# Stupid Question... Fuel storage in S occupancies.



## Builder Bob (Jun 22, 2010)

Does the universal 5 gallon red plastic jug sold at the big box stores meet the defintion of approved containers in IFC section 3404.3.4.4 of the 2006 IFC?

If over 10 gallons being used, I know it doesn't and metal safety cans woud be required..... But what about (1) 5 gallon jug and (2) 1 gallon jugs ?????

Old codes would require the metal safety cans but I can't seem to locate the same language in the IFC unless I exceed 10 gallons.

The website for the major producter of the red plastic jugs wasn't any help what so ever.


----------



## jim baird (Jun 22, 2010)

BB,

There are no stupid questions, just stupid answers, which is why I don't have this one for you right now.  I might expose myself.


----------



## jim baird (Jun 22, 2010)

IFC'06 definitions say "approved" means acceptable to the fire official...


----------



## Builder Bob (Jun 22, 2010)

OK... thought I would share a little knowledge with ya'll .

 It would appear (in accordance with IFC 2006 3404.3.4.4) that the red plastic gas cans are acceptable for fuel storage for under 10 gallons accumaltive total. While the IFC, is silent about this, it does reference NFPA 30 for containers and tanks........ The container (red plastic jug) does meet the requirements of NFPA for approved containers since the jug is tested to ASTM F-852 standards.

Info from NFPA 30 -----

3.3.10* Container.   Any vessel of 119 gal (450 L) or less capacity used for transporting or storing liquids.

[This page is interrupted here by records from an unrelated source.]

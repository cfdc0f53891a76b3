//! # Configuration
//!
//! Settings read from `coursemap.toml`. Every key is optional; CLI flags
//! override whatever the file provides.
//!
//! ```toml
//! database = "coursemap.db"
//! backend = "redb"
//! curricula_dir = "curricula"
//! department = "ME"
//!
//! [server]
//! host = "127.0.0.1"
//! port = 8080
//!
//! [log]
//! format = "json"
//! ```

use clap::ValueEnum;
use coursemap_core::{
    CoursemapError, Curriculum, MemoryStore, ProgressStore, RedbStore, StorageBackend,
};
use serde::{Deserialize, Serialize};
use std::path::{Path, PathBuf};

/// Config file looked up in the working directory when `--config` is absent.
pub const DEFAULT_CONFIG_FILE: &str = "coursemap.toml";

/// Largest curriculum document accepted from disk (1 MB).
const MAX_CURRICULUM_FILE_SIZE: u64 = 1024 * 1024;

// =============================================================================
// CONFIG TYPES
// =============================================================================

/// Where progress is kept.
#[derive(Debug, Clone, Copy, PartialEq, Eq, Default, Serialize, Deserialize, ValueEnum)]
#[serde(rename_all = "lowercase")]
pub enum BackendKind {
    /// ACID database file.
    #[default]
    Redb,
    /// Process memory; nothing survives exit.
    Memory,
}

impl std::fmt::Display for BackendKind {
    fn fmt(&self, f: &mut std::fmt::Formatter<'_>) -> std::fmt::Result {
        match self {
            Self::Redb => f.write_str("redb"),
            Self::Memory => f.write_str("memory"),
        }
    }
}

#[derive(Debug, Clone, Copy, PartialEq, Eq, Default, Serialize, Deserialize)]
#[serde(rename_all = "lowercase")]
pub enum LogFormat {
    #[default]
    Text,
    Json,
}

impl LogFormat {
    /// Read `COURSEMAP_LOG_FORMAT`, if set to a known value.
    #[must_use]
    pub fn from_env() -> Option<Self> {
        match std::env::var("COURSEMAP_LOG_FORMAT").ok()?.as_str() {
            "json" => Some(Self::Json),
            "text" => Some(Self::Text),
            _ => None,
        }
    }
}

#[derive(Debug, Clone, PartialEq, Eq, Serialize, Deserialize)]
#[serde(default, deny_unknown_fields)]
pub struct ServerConfig {
    pub host: String,
    pub port: u16,
}

impl Default for ServerConfig {
    fn default() -> Self {
        Self {
            host: "127.0.0.1".to_string(),
            port: 8080,
        }
    }
}

#[derive(Debug, Clone, Default, PartialEq, Eq, Serialize, Deserialize)]
#[serde(default, deny_unknown_fields)]
pub struct LogConfig {
    pub format: LogFormat,
}

/// Resolved application settings.
#[derive(Debug, Clone, PartialEq, Eq, Serialize, Deserialize)]
#[serde(default, deny_unknown_fields)]
pub struct Config {
    /// Progress database path (redb backend only).
    pub database: PathBuf,
    pub backend: BackendKind,
    /// Directory holding one `<CODE>.json` curriculum per department.
    pub curricula_dir: PathBuf,
    /// Department code activated at startup.
    pub department: String,
    pub server: ServerConfig,
    pub log: LogConfig,
}

impl Default for Config {
    fn default() -> Self {
        Self {
            database: PathBuf::from("coursemap.db"),
            backend: BackendKind::default(),
            curricula_dir: PathBuf::from("curricula"),
            department: "ME".to_string(),
            server: ServerConfig::default(),
            log: LogConfig::default(),
        }
    }
}

// =============================================================================
// LOADING
// =============================================================================

impl Config {
    /// Parse a TOML document.
    pub fn from_toml(text: &str) -> Result<Self, CoursemapError> {
        toml::from_str(text).map_err(|e| CoursemapError::DeserializationError(e.to_string()))
    }

    /// Load settings from `path`, or from [`DEFAULT_CONFIG_FILE`] when no
    /// path is given.
    ///
    /// A missing default file yields defaults; a missing explicit file is
    /// an error.
    pub fn load(path: Option<&Path>) -> Result<Self, CoursemapError> {
        let (path, explicit) = match path {
            Some(p) => (p.to_path_buf(), true),
            None => (PathBuf::from(DEFAULT_CONFIG_FILE), false),
        };

        match std::fs::read_to_string(&path) {
            Ok(text) => Self::from_toml(&text),
            Err(e) if !explicit && e.kind() == std::io::ErrorKind::NotFound => Ok(Self::default()),
            Err(e) => Err(CoursemapError::IoError(format!(
                "Cannot read config '{}': {}",
                path.display(),
                e
            ))),
        }
    }

    /// Path of the curriculum document for `department`.
    #[must_use]
    pub fn curriculum_path(&self, department: &str) -> PathBuf {
        self.curricula_dir
            .join(format!("{}.json", department.trim().to_uppercase()))
    }

    /// Read and validate the curriculum of `department`.
    pub fn load_curriculum(&self, department: &str) -> Result<Curriculum, CoursemapError> {
        let path = self.curriculum_path(department);
        let metadata = std::fs::metadata(&path).map_err(|e| {
            CoursemapError::IoError(format!("Cannot read curriculum '{}': {}", path.display(), e))
        })?;
        if metadata.len() > MAX_CURRICULUM_FILE_SIZE {
            return Err(CoursemapError::DeserializationError(format!(
                "Curriculum file size {} bytes exceeds maximum allowed {} bytes",
                metadata.len(),
                MAX_CURRICULUM_FILE_SIZE
            )));
        }
        let text = std::fs::read_to_string(&path)
            .map_err(|e| CoursemapError::IoError(format!("Failed to read curriculum: {}", e)))?;
        Curriculum::from_json(&text)
    }

    /// Build the storage backend this config names.
    pub fn open_backend(&self) -> Result<StorageBackend, CoursemapError> {
        match self.backend {
            BackendKind::Redb => Ok(StorageBackend::Persistent(RedbStore::open(&self.database)?)),
            BackendKind::Memory => Ok(StorageBackend::InMemory(MemoryStore::new())),
        }
    }

    /// Open the configured department's progress store.
    pub fn open_store(&self) -> Result<ProgressStore, CoursemapError> {
        let curriculum = self.load_curriculum(&self.department)?;
        Ok(ProgressStore::open(curriculum, self.open_backend()?))
    }
}

// =============================================================================
// TESTS
// =============================================================================

#[cfg(test)]
mod tests {
    #![allow(clippy::unwrap_used)]

    use super::*;

    const ME_CURRICULUM: &str = include_str!("../../../curricula/ME.json");

    #[test]
    fn empty_document_yields_defaults() {
        assert_eq!(Config::from_toml("").unwrap(), Config::default());
    }

    #[test]
    fn file_values_override_defaults() {
        let config = Config::from_toml(
            r#"
            backend = "memory"
            department = "CE"

            [server]
            port = 9090

            [log]
            format = "json"
            "#,
        )
        .unwrap();

        assert_eq!(config.backend, BackendKind::Memory);
        assert_eq!(config.department, "CE");
        assert_eq!(config.server.port, 9090);
        assert_eq!(config.server.host, "127.0.0.1");
        assert_eq!(config.log.format, LogFormat::Json);
        assert_eq!(config.database, PathBuf::from("coursemap.db"));
    }

    #[test]
    fn unknown_keys_are_rejected() {
        assert!(Config::from_toml("colour = \"blue\"").is_err());
        assert!(Config::from_toml("backend = \"sqlite\"").is_err());
    }

    #[test]
    fn explicit_missing_file_is_an_error() {
        let dir = tempfile::tempdir().unwrap();
        let missing = dir.path().join("nope.toml");
        assert!(matches!(
            Config::load(Some(&missing)),
            Err(CoursemapError::IoError(_))
        ));
    }

    #[test]
    fn load_reads_explicit_file() {
        let dir = tempfile::tempdir().unwrap();
        let path = dir.path().join("coursemap.toml");
        std::fs::write(&path, "department = \"EE\"\n").unwrap();

        let config = Config::load(Some(&path)).unwrap();
        assert_eq!(config.department, "EE");
    }

    #[test]
    fn curriculum_path_uses_upper_case_code() {
        let config = Config {
            curricula_dir: PathBuf::from("data"),
            ..Config::default()
        };
        assert_eq!(config.curriculum_path(" me "), PathBuf::from("data/ME.json"));
    }

    #[test]
    fn open_store_with_memory_backend() {
        let dir = tempfile::tempdir().unwrap();
        std::fs::write(dir.path().join("ME.json"), ME_CURRICULUM).unwrap();
        let config = Config {
            backend: BackendKind::Memory,
            curricula_dir: dir.path().to_path_buf(),
            ..Config::default()
        };

        let store = config.open_store().unwrap();
        assert_eq!(store.department(), "ME");
        assert!(store.progress().is_empty());
        assert!(!store.backend().is_persistent());
    }

    #[test]
    fn missing_curriculum_is_an_io_error() {
        let dir = tempfile::tempdir().unwrap();
        let config = Config {
            backend: BackendKind::Memory,
            curricula_dir: dir.path().to_path_buf(),
            ..Config::default()
        };
        assert!(matches!(config.open_store(), Err(CoursemapError::IoError(_))));
    }
}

9.3.12   Liquids used for building maintenance, painting, or other similar infrequent maintenance purposes shall be permitted to be stored in closed containers outside of storage cabinets or inside liquid storage areas, if limited to an amount that does not exceed a 10-day supply at anticipated rates of use.

9.4 Acceptable Containers

(2)Plastic or metal containers meeting the requirements of and used for petroleum products within the scope of one or more of the following specifications:

(a)ASTM F 852, Standard Specification for Portable Gasoline Containers for Consumer Use

(b)ASTM F 976, Standard Specification for Portable Kerosine and Diesel Containers for Consumer Use

© ANSI/UL 1313, Standard for Nonmetallic Safety Cans for Petroleum Products

(d)ANSI/UL 30, Standard for Metal Safety Cans

(e)ANSI/UL 1314, Standard for Special Purpose Metal Containers

(f)FM Global Approval Standard for Safety Containers and Filling, Supply, and Disposal Containers — Class Number 6051 and 6052

Since the red jug had been casted with the approval standard in its side, ASTM F-852, it meets the requirments of approved containers as stated in IFC section 3404.3.4.4.

IMPORTANT DISCLAIMER -- While it may meet the requirments of the IFC and NFPA, it *does not *meet the requirements by OSHA for use on a construction site. They still specify metal safety cans.


----------